Dans l'Angleterre de la fin du 17ème siècle, Mrs Herbert commande douze dessins de la propriété de son mari pendant que celui-ci est à Southampton. Un accord contractuel dont les termes sexuels sont à peine cachés, avec une finalité autant sulfureuse que douteuse.
Peter Greenaway, à l'image de Mr Neville, dessine peu à peu les traits d'une comédie tragique qui tient à la fois de la satire sociale que de l'enquête policière, sur toile de fond historique loufoque. Un mélange des genres qui commence avec une ouverture théâtrale, une adresse aux spectateurs décalée préparant aux jeux de rôle et de mise en abyme, autant de mécanismes de cette fresque sociale vivante. Bien qu'on risque de s'égarer dans l'éther insaisissable de son scénario, la force symbolique du film ne trompe pas.
Il y a d'abord le contrat, au coeur de l'intrigue. Il est un pacte passé entre Mrs Herbert et Mr Neville, entre deux bourgeois du 17ème siècle, entre un homme et une femme profondément ancrés dans leur condition sociale. Un coup de génie de Greenaway consiste à inscrire ce contrat dans la tradition de philosophie politique du contrat social. Un contrat entre les sexes qui permet d'interroger le consentement et le droit de chacun à disposer de son propre corps.
Là entre en jeu la notion de propriété, la demeure de Mrs Herbert à dessiner, mais aussi l'allégorie de la propriété, si non intellectuelle, du moins corporelle de Mrs Herbert et de sa fille. C'est à ce jeu avec les perspectives auquel s'adonne Mr Neville, à la faveur de ces douze dessins, autant que Peter Greenaway, à la faveur de ce film, qui se prend pour le Créateur. Il y a bien quelque chose de biblique dans ce film: le jardin semblable à l'Eden, les fruits défendus, le treizième dessin, qui valsent avec un érotisme assumé. Car le jardin à l'anglaise sauvage par tradition est ici carrément phallique, en témoignent les coiffes, obélisques et cierges.
La lenteur diabolique du film et la musique oppressante du clavecin ajoutent au suspense minutieusement construit. Dans le film comme derrière l'écran, qui croit comprendre est pris au piège du degré ahurissant de complexité. Il laisse parfois perplexe, comme avec cet homme nu, homme-feuillage ou statue qui vient nous narguer à intervalles réguliers.

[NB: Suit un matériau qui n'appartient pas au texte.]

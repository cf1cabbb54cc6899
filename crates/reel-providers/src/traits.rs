//! Collaborator interfaces consumed by the pipeline.
//!
//! The orchestrator depends only on these traits; the HTTP clients in this
//! crate implement them, and pipeline tests substitute in-memory fakes.

use std::path::Path;

use async_trait::async_trait;
use reel_models::{Language, ResourceRef, ResourceSegment, TimedCaption, VideoSettings};

use crate::error::ProviderResult;

/// Generative text collaborator: script, keywords, and self-correction.
#[async_trait]
pub trait ScriptGenerator: Send + Sync {
    /// Write a short narration script for the topic.
    async fn generate_script(&self, topic: &str, language: Language) -> ProviderResult<String>;

    /// Ask for timed search keywords. The return value is raw, untrusted
    /// text; the segment-recovery engine deals with its shape.
    async fn generate_keywords_raw(
        &self,
        script: &str,
        captions: &[TimedCaption],
        language: Language,
    ) -> ProviderResult<String>;

    /// Re-submit malformed keyword output with a reformat instruction.
    async fn reformat_segments(&self, malformed: &str) -> ProviderResult<String>;
}

/// Text-to-speech collaborator.
#[async_trait]
pub trait SpeechSynthesizer: Send + Sync {
    /// Synthesize narration into the audio file at `output`.
    async fn synthesize(&self, text: &str, voice: &str, output: &Path) -> ProviderResult<()>;
}

/// Speech-to-text timing collaborator.
#[async_trait]
pub trait CaptionExtractor: Send + Sync {
    /// Extract word/phrase timings from a narration audio file.
    async fn extract(&self, audio: &Path) -> ProviderResult<Vec<TimedCaption>>;
}

/// Stock-footage search collaborator.
#[async_trait]
pub trait FootageProvider: Send + Sync {
    /// Find an asset for any of the given keywords, skipping assets whose
    /// URL starts with one of `exclude`. `None` means no match — that is
    /// a data point for the interval merger, not an error.
    async fn search(
        &self,
        keywords: &[String],
        exclude: &[String],
    ) -> ProviderResult<Option<ResourceRef>>;
}

/// Compositing/encoding collaborator.
#[async_trait]
pub trait VideoRenderer: Send + Sync {
    /// Composite footage, captions, and narration into the final video.
    /// Returns a reference (path or URL) to the output.
    async fn render(
        &self,
        audio: &Path,
        captions: &[TimedCaption],
        segments: &[ResourceSegment],
        settings: &VideoSettings,
    ) -> ProviderResult<String>;
}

Entre mégalomanie narcissique et grâce divine du réalisateur, entre folie absurde et maîtrise du détail, la frontière est poreuse. Un film exubérant, éreintant et insolent. Un film à s'arracher les cheveux d'une des perruques tarabiscotées de l'époque. Mais la force du film est également sa faiblesse. Sa virtuosité se déploie au détriment de la construction des personnages, qui restent semblables, ternes et distants. Fatalement, l'appel à notre raison, notre perspicacité tend à négliger celui des émotions et de la spontanéité.